Craving is a subjective experience characterized by intense desire or longing for something. Most people report having experienced a craving of some kind, be it for drugs or alcohol, specific foods such as chocolate, activities such as using smartphones or gaming, and even social interaction. Although craving can be a mobilizing force for achieving desired outcomes, it is also a central feature of disordered substance use and appetitive behavior, or collectively, addictive behavior. The clinical significance of craving cannot be overstated (
1). In recognition of its importance to the etiology and maintenance of addictive behavior, “craving” was added as a diagnostic criterion in DSM-5 for substance-related and addictive disorders. Further, the most recent meta-analytic data suggest large effect size associations prospectively linking craving to substance use and relapse (
2) and to eating and weight gain (
3), prompting the suggestion that craving should be assessed as early as in primary care for health prevention.

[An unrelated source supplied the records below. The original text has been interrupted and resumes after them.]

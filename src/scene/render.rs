//! Model rendering
//!
//! Software rasterizer for the viewer: the model is projected through the
//! orthographic camera into an RGBA framebuffer with a depth buffer, then
//! the framebuffer is uploaded as a texture and drawn over the overlay clip.
//! Translucent materials blend over what is already there and only write
//! depth when their material asks for it.

use macroquad::prelude::{draw_texture_ex, vec2, DrawTextureParams, FilterMode, Texture2D, WHITE};

use super::framing::OrthoCamera;
use super::math::Vec3;
use super::model::{Material, Model};

/// Key light direction (towards the light), upper front right
const KEY_LIGHT: Vec3 = Vec3::new(0.5, 0.8, 0.6);
/// Fill light from the lower left
const FILL_LIGHT: Vec3 = Vec3::new(-0.6, -0.3, 0.4);
const AMBIENT: f32 = 0.45;

/// Framebuffer for software rendering
pub struct Framebuffer {
    pub pixels: Vec<u8>,   // RGBA, 4 bytes per pixel
    pub zbuffer: Vec<f32>, // Distance from the camera plane
    pub width: usize,
    pub height: usize,
}

impl Framebuffer {
    pub fn new(width: usize, height: usize) -> Self {
        Self {
            pixels: vec![0; width * height * 4],
            zbuffer: vec![f32::MAX; width * height],
            width,
            height,
        }
    }

    pub fn resize(&mut self, width: usize, height: usize) {
        if self.width != width || self.height != height {
            self.width = width;
            self.height = height;
            self.pixels = vec![0; width * height * 4];
            self.zbuffer = vec![f32::MAX; width * height];
        }
    }

    /// Clear to transparent black so whatever is behind shows through
    pub fn clear_transparent(&mut self) {
        self.pixels.fill(0);
        self.zbuffer.fill(f32::MAX);
    }

    /// Depth-tested "over" blend in straight alpha. Returns true if drawn.
    pub fn blend_pixel(&mut self, x: usize, y: usize, z: f32, rgba: [f32; 4], write_depth: bool) -> bool {
        if x >= self.width || y >= self.height {
            return false;
        }
        let idx = y * self.width + x;
        if z >= self.zbuffer[idx] {
            return false;
        }
        if write_depth {
            self.zbuffer[idx] = z;
        }

        let p = idx * 4;
        let src_a = rgba[3].clamp(0.0, 1.0);
        let dst_a = self.pixels[p + 3] as f32 / 255.0;
        let out_a = src_a + dst_a * (1.0 - src_a);
        if out_a <= 0.0 {
            return true;
        }
        for c in 0..3 {
            let dst = self.pixels[p + c] as f32 / 255.0;
            let out = (rgba[c] * src_a + dst * dst_a * (1.0 - src_a)) / out_a;
            self.pixels[p + c] = (out.clamp(0.0, 1.0) * 255.0).round() as u8;
        }
        self.pixels[p + 3] = (out_a * 255.0).round() as u8;
        true
    }

    #[cfg(test)]
    pub fn alpha_at(&self, x: usize, y: usize) -> u8 {
        self.pixels[(y * self.width + x) * 4 + 3]
    }
}

/// A triangle ready to rasterize: screen-space corners with depth
struct ScreenTri {
    v: [Vec3; 3],
    rgba: [f32; 4],
}

fn shade(material: &Material, normal: Vec3) -> [f32; 4] {
    let key = normal.dot(KEY_LIGHT.normalize()).max(0.0);
    let fill = normal.dot(FILL_LIGHT.normalize()).max(0.0) * 0.35;
    let diffuse = AMBIENT + (1.0 - AMBIENT) * key + fill;

    // Cheap highlight: smoother, more metallic surfaces catch more of the key
    let gloss = (1.0 - material.roughness).clamp(0.0, 1.0);
    let highlight = key.powi(8) * gloss * (0.3 + material.metalness);

    let mut rgba = [0.0, 0.0, 0.0, material.opacity];
    for c in 0..3 {
        let emissive = material.emissive[c] * material.emissive_intensity;
        rgba[c] = (material.color[c] * diffuse + highlight + emissive).clamp(0.0, 1.0);
    }
    rgba
}

/// World to framebuffer: x right, y down, z distance in front of the camera
fn project(camera: &OrthoCamera, fb: &Framebuffer, p: Vec3) -> Vec3 {
    let sx = (p.x - camera.position.x - camera.left()) / camera.width() * fb.width as f32;
    let sy = (camera.top() - (p.y - camera.position.y)) / (camera.top() - camera.bottom()) * fb.height as f32;
    Vec3::new(sx, sy, camera.position.z - p.z)
}

fn rasterize_triangle(fb: &mut Framebuffer, tri: &ScreenTri, write_depth: bool) {
    let [v1, v2, v3] = tri.v;

    // Bounding box
    let min_x = v1.x.min(v2.x).min(v3.x).max(0.0) as usize;
    let max_x = (v1.x.max(v2.x).max(v3.x) + 1.0).min(fb.width as f32).max(0.0) as usize;
    let min_y = v1.y.min(v2.y).min(v3.y).max(0.0) as usize;
    let max_y = (v1.y.max(v2.y).max(v3.y) + 1.0).min(fb.height as f32).max(0.0) as usize;
    if min_x >= max_x || min_y >= max_y {
        return;
    }

    // Edge functions; orthographic depth interpolates linearly
    let area = (v2.y - v3.y) * (v1.x - v3.x) + (v3.x - v2.x) * (v1.y - v3.y);
    if area.abs() < 0.00001 {
        return; // Degenerate triangle
    }
    let inv_area = 1.0 / area;

    for y in min_y..max_y {
        let py = y as f32 + 0.5;
        for x in min_x..max_x {
            let px = x as f32 + 0.5;
            let b0 = ((v2.y - v3.y) * (px - v3.x) + (v3.x - v2.x) * (py - v3.y)) * inv_area;
            let b1 = ((v3.y - v1.y) * (px - v3.x) + (v1.x - v3.x) * (py - v3.y)) * inv_area;
            let b2 = 1.0 - b0 - b1;

            const ERR: f32 = -0.0001;
            if b0 >= ERR && b1 >= ERR && b2 >= ERR {
                let z = b0 * v1.z + b1 * v2.z + b2 * v3.z;
                fb.blend_pixel(x, y, z, tri.rgba, write_depth);
            }
        }
    }
}

/// Project every visible triangle of the model. Returns (opaque, translucent)
/// lists, translucent ones sorted back to front.
fn collect_triangles(model: &Model, camera: &OrthoCamera, fb: &Framebuffer) -> (Vec<ScreenTri>, Vec<(ScreenTri, bool)>) {
    let mut opaque = Vec::new();
    let mut translucent = Vec::new();

    for mesh in model.meshes.iter().filter(|m| m.visible) {
        let Some(material) = model.material(mesh.material) else {
            continue;
        };
        if material.opacity <= 0.0 {
            continue;
        }

        for tri in mesh.indices.chunks_exact(3) {
            let idx = [tri[0] as usize, tri[1] as usize, tri[2] as usize];
            if idx.iter().any(|&i| i >= mesh.positions.len()) {
                continue;
            }
            let world = idx.map(|i| model.transform.apply(mesh.positions[i]));
            let normal = idx
                .iter()
                .fold(Vec3::ZERO, |n, &i| n + model.transform.apply_dir(mesh.normals.get(i).copied().unwrap_or(Vec3::ZERO)))
                .normalize();
            // Light the side facing the camera
            let normal = if normal.z < 0.0 { -normal } else { normal };

            let screen = ScreenTri {
                v: world.map(|p| project(camera, fb, p)),
                rgba: shade(material, normal),
            };
            if material.transparent {
                translucent.push((screen, material.depth_write));
            } else {
                opaque.push(screen);
            }
        }
    }

    let depth = |t: &ScreenTri| (t.v[0].z + t.v[1].z + t.v[2].z) / 3.0;
    translucent.sort_by(|a, b| depth(&b.0).total_cmp(&depth(&a.0)));
    (opaque, translucent)
}

/// Draw the model into the framebuffer (cleared first)
pub fn render_model(fb: &mut Framebuffer, model: &Model, camera: &OrthoCamera) {
    fb.clear_transparent();
    if !model.visible {
        return;
    }

    let (opaque, translucent) = collect_triangles(model, camera, fb);
    for tri in &opaque {
        rasterize_triangle(fb, tri, true);
    }
    for (tri, write_depth) in &translucent {
        rasterize_triangle(fb, tri, *write_depth);
    }
}

/// Owns the framebuffer and blits it to the screen each frame
pub struct ModelRenderer {
    fb: Framebuffer,
    /// Framebuffer pixels per screen pixel
    resolution_scale: f32,
}

impl ModelRenderer {
    pub fn new(resolution_scale: f32) -> Self {
        Self {
            fb: Framebuffer::new(1, 1),
            resolution_scale: resolution_scale.clamp(0.1, 1.0),
        }
    }

    pub fn draw(&mut self, model: &Model, camera: &OrthoCamera, screen_w: f32, screen_h: f32) {
        let w = ((screen_w * self.resolution_scale) as usize).max(1);
        let h = ((screen_h * self.resolution_scale) as usize).max(1);
        self.fb.resize(w, h);
        render_model(&mut self.fb, model, camera);

        // Blit framebuffer to screen
        let texture = Texture2D::from_rgba8(self.fb.width as u16, self.fb.height as u16, &self.fb.pixels);
        texture.set_filter(FilterMode::Linear);
        draw_texture_ex(
            &texture,
            0.0,
            0.0,
            WHITE,
            DrawTextureParams {
                dest_size: Some(vec2(screen_w, screen_h)),
                ..Default::default()
            },
        );
    }
}

#[cfg(test)]
mod tests {
    use super::*;

    fn camera() -> OrthoCamera {
        // 4 x 4 world units around the origin
        let mut camera = OrthoCamera::new(1.0);
        camera.frustum_height = 4.0;
        camera
    }

    #[test]
    fn test_placeholder_covers_center() {
        let mut fb = Framebuffer::new(32, 32);
        let model = Model::placeholder();
        render_model(&mut fb, &model, &camera());
        assert!(fb.alpha_at(16, 16) > 0);
        // Box spans -1..1 of the -2..2 view, corners stay empty
        assert_eq!(fb.alpha_at(1, 1), 0);
    }

    #[test]
    fn test_hidden_model_draws_nothing() {
        let mut fb = Framebuffer::new(16, 16);
        let mut model = Model::placeholder();
        model.visible = false;
        render_model(&mut fb, &model, &camera());
        assert!(fb.pixels.iter().all(|&b| b == 0));
    }

    #[test]
    fn test_zero_opacity_draws_nothing() {
        let mut fb = Framebuffer::new(16, 16);
        let mut model = Model::placeholder();
        model.materials[0].opacity = 0.0;
        render_model(&mut fb, &model, &camera());
        assert_eq!(fb.alpha_at(8, 8), 0);
    }

    #[test]
    fn test_depth_write_flag() {
        let mut fb = Framebuffer::new(2, 2);
        assert!(fb.blend_pixel(0, 0, 5.0, [1.0, 0.0, 0.0, 0.5], false));
        assert_eq!(fb.zbuffer[0], f32::MAX);
        assert!(fb.blend_pixel(0, 0, 5.0, [1.0, 0.0, 0.0, 1.0], true));
        assert_eq!(fb.zbuffer[0], 5.0);
        // Behind what was written
        assert!(!fb.blend_pixel(0, 0, 6.0, [0.0, 1.0, 0.0, 1.0], true));
        assert_eq!(fb.pixels[0], 255);
    }
}
//! Stylesheet Emission
//!
//! One main rule carrying the sprite URL, then one rule per icon in layout
//! order.

use serde::{Deserialize, Serialize};
use std::fmt;

use crate::config::SpriteConfig;
use crate::hashing::ContentHash;
use crate::layout::SpriteLayout;
use crate::GENERATOR;

/// Declarations added to the main rule when icons are rendered in `<span>`s.
const SPAN_DECLARATIONS: [(&str, &str); 3] = [
    ("display", "inline-block"),
    ("vertical-align", "middle"),
    ("content", "\" \""),
];

#[derive(Debug, Clone, PartialEq, Eq, Serialize, Deserialize)]
pub struct Declaration {
    pub property: String,
    pub value: String,
}

impl Declaration {
    pub fn new(property: impl Into<String>, value: impl Into<String>) -> Self {
        Self {
            property: property.into(),
            value: value.into(),
        }
    }
}

#[derive(Debug, Clone, PartialEq, Eq, Serialize, Deserialize)]
pub struct CssRule {
    pub selector: String,
    pub declarations: Vec<Declaration>,
}

impl fmt::Display for CssRule {
    fn fmt(&self, f: &mut fmt::Formatter<'_>) -> fmt::Result {
        write!(f, "{} {{", self.selector)?;
        for decl in &self.declarations {
            write!(f, " {}: {};", decl.property, decl.value)?;
        }
        write!(f, " }}")
    }
}

#[derive(Debug, Clone, PartialEq, Eq, Serialize, Deserialize)]
pub struct Stylesheet {
    pub rules: Vec<CssRule>,
}

impl Stylesheet {
    pub fn rule_count(&self) -> usize {
        self.rules.len()
    }
}

impl fmt::Display for Stylesheet {
    fn fmt(&self, f: &mut fmt::Formatter<'_>) -> fmt::Result {
        writeln!(f, "/* Auto-generated by {} */", GENERATOR)?;
        for rule in &self.rules {
            writeln!(f, "{}", rule)?;
        }
        Ok(())
    }
}

/// `<sprite url>?v=<hash>`, shared by the stylesheet and the preload hint.
pub fn versioned_sprite_url(config: &SpriteConfig, hash: &ContentHash) -> String {
    format!("{}?v={}", config.sprite_url(), hash)
}

pub fn build_stylesheet(
    layout: &SpriteLayout,
    config: &SpriteConfig,
    hash: &ContentHash,
) -> Stylesheet {
    let dst = &config.dst;
    let mut rules = Vec::with_capacity(layout.rects.len() + 1);

    let mut main = Vec::new();
    if dst.use_in_span {
        main.extend(
            SPAN_DECLARATIONS
                .iter()
                .map(|(p, v)| Declaration::new(*p, *v)),
        );
    }
    main.push(Declaration::new(
        "background-image",
        format!("url({})", versioned_sprite_url(config, hash)),
    ));
    rules.push(CssRule {
        selector: format!("{}{}", dst.css_main_class, dst.css_selector),
        declarations: main,
    });

    for rect in &layout.rects {
        rules.push(CssRule {
            selector: format!("{}{}{}", dst.css_prefix, rect.name, dst.css_selector),
            declarations: vec![
                Declaration::new(
                    "background-position",
                    format!("-{}px -{}px", rect.left, rect.top),
                ),
                Declaration::new("width", format!("{}px", rect.width)),
                Declaration::new("height", format!("{}px", rect.height)),
            ],
        });
    }

    Stylesheet { rules }
}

Despite the pervasive nature of craving and its clinical importance, craving remains poorly understood. Specifically, it is unclear how the phenomenology of craving may vary along the spectrum from “healthy” cravings to those experienced in the context of addictive behaviors. This limited understanding stems from a paucity of knowledge about the neural basis of the subjective experience of craving. While the neurobiology of craving has been studied for decades, with some notable exceptions (
4,
5), few studies have had the requisite sample sizes and methods needed to identify neural processes that reliably and generalizably relate to the experience of craving—that is, that are not only associated with but
predictive of this experience (
6). Statistical associations show how changes in one variable relate to changes in another in a given data set, but prediction requires that the association hold in new data that were not used to fit the model. Demonstrating predictive relationships, confirmed by cross-validation, is essential to establish clinical utility, prevent effect size inflation, and increase the generalizability of an identified model to novel individuals and settings. Such measurable and predictive neurobiological markers of craving could help inform treatments to mitigate craving, monitor treatment efficacy, and significantly advance theoretical understanding; they may be particularly valuable for individuals with low insight into their experiences, as well as for craving research in model systems where subjective experience is not accessible.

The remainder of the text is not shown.